CLAWK Confusion

From: Jack
Subject: CLAWK Confusion
Date: Fri, 10 Mar 2006 16:33:26 +0000
Message-ID: <1142008406.820567.85050@u72g2000cwu.googlegroups.com>

I'd be grateful if anyone can help me with this problem.

I have a working AWK script that I want to convert to CLAWK. The AWK
script is as follows:

BEGIN { FS = "\t" }
/Tax Log Report/ { next }
/Total/ { next }
/Due to rounding/ { next }
/Friday, December 10, 2004/ { next }
$1 ~ /State/ { next }
$2 ~ /JurisID/ { next }
{ s1 = "12-10-2004"
  if (trim($2) == "0") {
    dump( s1, trim($1), "", "", trim($2), trim($3), trim($4), trim($5),
\
      demonetize($6), demonetize($7), demonetize($8), demonetize($9), \
      trim($10), demonetize($11) )
  } else {
    dump( s1, trim($1), trim($2), trim($3), trim($4), trim($5),
trim($6), trim($7), \
      demonetize($8), demonetize($9), demonetize($10), demonetize($11),
\
      trim($12), demonetize($13) )
  }
}

function dump(s1, s2, s3, s4, s5, s6, s7, s8, s9, s10, s11, s12, s13,
s14) {
    printf
"\"%s\",\"%s\",\"%s\",\"%s\",\"%s\",\"%s\",\"%s\",\"%s\",\"%s\",\"%s\",\"%s\",\"%s\",\"%s\",\"%s\"\n",
\
      s1, s2, s3, s4, s5, s6, s7, s8, s9, s10, s11, s12, s13, s14
}

function trim(str) {
    gsub(/^[ \t]+/, "", str)
    gsub(/[ \t]+$/, "", str)
    return str
}

function demonetize(str) {
    str = trim(str)
    sub(/\$/, "", str)
    gsub(/\,/, "", str)
    return str
}


Using sbcl-0.9.9, Emacs and slime, I came up with the following first
try:



(in-package :clawk-user)

(install-regex-syntax)

...

(let ((reported  ()))
  (defun transform-log (report-date file)
     (setq reported report-date)
     (log2csv file))

  (defawk log2csv ()
     (BEGIN
       (setq *FS* "\\t"))
     (#/Tax Log Report/ (next))
     (#/Total/ (next))
     (#/Due to rounding/ (next))
     (reported (next))
     ((~ $1 "State") (next))
     ((~ $2 "JurisID") (next))
     (t (if (~ (trim $2) "0")
          (dump reported (trim $1) "" "" (trim $2) (trim $3) (trim $4)
(trim $5)
                (demonetize $6) (demonetize $7) (demonetize $8)
(demonetize $9)
                (trim $10) (trim $11))
          (dump reported (trim $1) (trim $2) (trim $3) (trim $4) (trim
$5)
                (trim $6) (trim $7)
                (demonetize $8) (demonetize $9) (demonetize $10)
(demonetize $11)
                (trim $12) (trim $13))))))

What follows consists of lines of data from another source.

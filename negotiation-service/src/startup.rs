//! Application startup and lifecycle management.
//!
//! Wires storage, catalog, policy and signing keys into the tool gateway and
//! serves it over HTTP next to the health, metrics and key endpoints.

use std::net::SocketAddr;
use std::sync::Arc;

use anyhow::Context;
use axum::middleware::from_fn;
use axum::routing::{get, post};
use axum::Router;
use mongodb::{options::ClientOptions, Client};
use secrecy::ExposeSecret;
use service_core::middleware::{metrics_middleware, request_id_middleware, REQUEST_ID_HEADER};
use tokio::net::TcpListener;
use tower_http::trace::TraceLayer;

use crate::config::{NegotiationConfig, StorageBackend};
use crate::handlers;
use crate::services::{
    Catalog, Clock, InMemoryMandateRepository, InMemorySessionRepository, KeyProvider,
    MandateRepository, MandateService, MandateSettings, MongoMandateRepository,
    MongoSessionRepository, NegotiationService, PolicyEngine, RandomMarkup, RsaKeyProvider,
    SessionRepository, SessionStore, SystemClock,
};
use crate::tools::ToolGateway;

/// Shared application state.
#[derive(Clone)]
pub struct AppState {
    pub gateway: ToolGateway,
    pub keys: Arc<dyn KeyProvider>,
}

/// Application container for managing server lifecycle.
pub struct Application {
    port: u16,
    listener: TcpListener,
    router: Router,
}

impl Application {
    /// Build the application with the given configuration.
    pub async fn build(config: NegotiationConfig) -> anyhow::Result<Self> {
        let state = build_state(&config).await?;
        Self::with_state(state, &config.common.host, config.common.port).await
    }

    /// Bind a listener for an already assembled state (port 0 = random port).
    pub async fn with_state(state: AppState, host: &str, port: u16) -> anyhow::Result<Self> {
        let addr: SocketAddr = format!("{}:{}", host, port)
            .parse()
            .with_context(|| format!("Invalid listen address {}:{}", host, port))?;
        let listener = TcpListener::bind(addr).await.map_err(|e| {
            tracing::error!("Failed to bind HTTP listener to {}: {}", addr, e);
            e
        })?;
        let port = listener.local_addr()?.port();
        tracing::info!(port, "Negotiation service listening");

        Ok(Self {
            port,
            listener,
            router: build_router(state),
        })
    }

    /// Get the HTTP port the server is listening on.
    pub fn port(&self) -> u16 {
        self.port
    }

    /// Serve until the process receives SIGINT or SIGTERM.
    pub async fn run_until_stopped(self) -> anyhow::Result<()> {
        axum::serve(self.listener, self.router)
            .with_graceful_shutdown(shutdown_signal())
            .await?;
        tracing::info!("Service shutdown complete");
        Ok(())
    }
}

pub fn build_router(state: AppState) -> Router {
    Router::new()
        .route("/mcp", post(handlers::mcp::handle))
        .route(
            "/.well-known/mandate-key",
            get(handlers::well_known::mandate_key),
        )
        .route_layer(from_fn(metrics_middleware))
        .route("/health", get(handlers::health_check))
        .route("/ready", get(handlers::readiness_check))
        .route("/metrics", get(handlers::metrics))
        .layer(from_fn(request_id_middleware))
        .layer(
            TraceLayer::new_for_http().make_span_with(|request: &axum::http::Request<_>| {
                let request_id = request
                    .headers()
                    .get(REQUEST_ID_HEADER)
                    .and_then(|value| value.to_str().ok())
                    .unwrap_or("-");

                tracing::info_span!(
                    "http_request",
                    request_id = %request_id,
                    method = %request.method(),
                    uri = %request.uri(),
                    version = ?request.version(),
                )
            }),
        )
        .with_state(state)
}

/// Assemble repositories, catalog, policy and keys from configuration.
pub async fn build_state(config: &NegotiationConfig) -> anyhow::Result<AppState> {
    let (sessions_repo, mandates_repo) = build_repositories(config).await?;

    let catalog = Arc::new(Catalog::load(
        &config.catalog_path,
        config.negotiation.default_reference_cost,
    )?);

    let keys = build_key_provider(config).await?;
    let clock: Arc<dyn Clock> = Arc::new(SystemClock);

    let store = Arc::new(SessionStore::new(sessions_repo, clock.clone()));
    let policy = PolicyEngine::simulated(
        Arc::new(RandomMarkup::new(
            config.negotiation.markup_min_percent,
            config.negotiation.markup_max_percent,
        )),
        config.negotiation.supplier_response_timeout(),
    );
    let negotiation = Arc::new(NegotiationService::new(
        store.clone(),
        catalog.clone(),
        policy,
        config.negotiation.default_max_rounds,
    ));
    let mandates = Arc::new(MandateService::new(
        mandates_repo,
        store,
        catalog,
        keys.clone(),
        clock,
        MandateSettings {
            issuer: config.mandate.issuer.clone(),
            audience: config.mandate.audience.clone(),
            ttl: chrono::Duration::hours(config.mandate.ttl_hours),
        },
    ));

    Ok(AppState {
        gateway: ToolGateway::new(negotiation, mandates),
        keys,
    })
}

async fn build_repositories(
    config: &NegotiationConfig,
) -> anyhow::Result<(Arc<dyn SessionRepository>, Arc<dyn MandateRepository>)> {
    match config.storage.backend {
        StorageBackend::Memory => {
            tracing::warn!("Using in-memory storage; state is lost on restart");
            Ok((
                Arc::new(InMemorySessionRepository::new()),
                Arc::new(InMemoryMandateRepository::new()),
            ))
        }
        StorageBackend::Mongo => {
            let mongo = config
                .storage
                .mongodb
                .as_ref()
                .context("MongoDB settings missing for mongo storage backend")?;

            let mut client_options = ClientOptions::parse(mongo.uri.expose_secret())
                .await
                .map_err(|e| {
                    tracing::error!("Failed to parse MongoDB connection string: {}", e);
                    e
                })?;
            client_options.app_name = Some(config.service_name.clone());
            let client = Client::with_options(client_options)?;
            let db = client.database(&mongo.database);

            let sessions = MongoSessionRepository::new(&db);
            let mandates = MongoMandateRepository::new(&db);
            sessions.init_indexes().await?;
            mandates.init_indexes().await?;
            tracing::info!(database = %mongo.database, "MongoDB storage initialized");

            Ok((Arc::new(sessions), Arc::new(mandates)))
        }
    }
}

async fn build_key_provider(config: &NegotiationConfig) -> anyhow::Result<Arc<dyn KeyProvider>> {
    let key_id = config.mandate.key_id.clone();
    let provider = match config.mandate.pem_paths() {
        Some((private_path, public_path)) => {
            RsaKeyProvider::from_pem_files(key_id, private_path, public_path)?
        }
        None => {
            let bits = config.mandate.key_bits;
            tokio::task::spawn_blocking(move || RsaKeyProvider::generate(key_id, bits))
                .await
                .context("Key generation task failed")??
        }
    };
    Ok(Arc::new(provider))
}

async fn shutdown_signal() {
    let ctrl_c = async {
        if let Err(e) = tokio::signal::ctrl_c().await {
            tracing::error!("Failed to install Ctrl+C handler: {}", e);
            std::future::pending::<()>().await;
        }
    };

    #[cfg(unix)]
    let terminate = async {
        match tokio::signal::unix::signal(tokio::signal::unix::SignalKind::terminate()) {
            Ok(mut signal) => {
                signal.recv().await;
            }
            Err(e) => {
                tracing::error!("Failed to install SIGTERM handler: {}", e);
                std::future::pending::<()>().await;
            }
        }
    };

    #[cfg(not(unix))]
    let terminate = std::future::pending::<()>();

    tokio::select! {
        _ = ctrl_c => {
            tracing::info!("Received SIGINT, starting graceful shutdown");
        },
        _ = terminate => {
            tracing::info!("Received SIGTERM, starting graceful shutdown");
        },
    }
}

(transform-log "Friday, December 10, 2004"
"/home/stranger/tax/text/20041215-21.txt")

(NOTE: Of course, I realize that there might be a problem with CLAWK
correctly matching REPORTED. However, this isn't where I currently have
an issue. Evaluating this code complains that the function NEXT is
undefined.)

I'm baffled about HOW to skip a line, a la AWK's next function.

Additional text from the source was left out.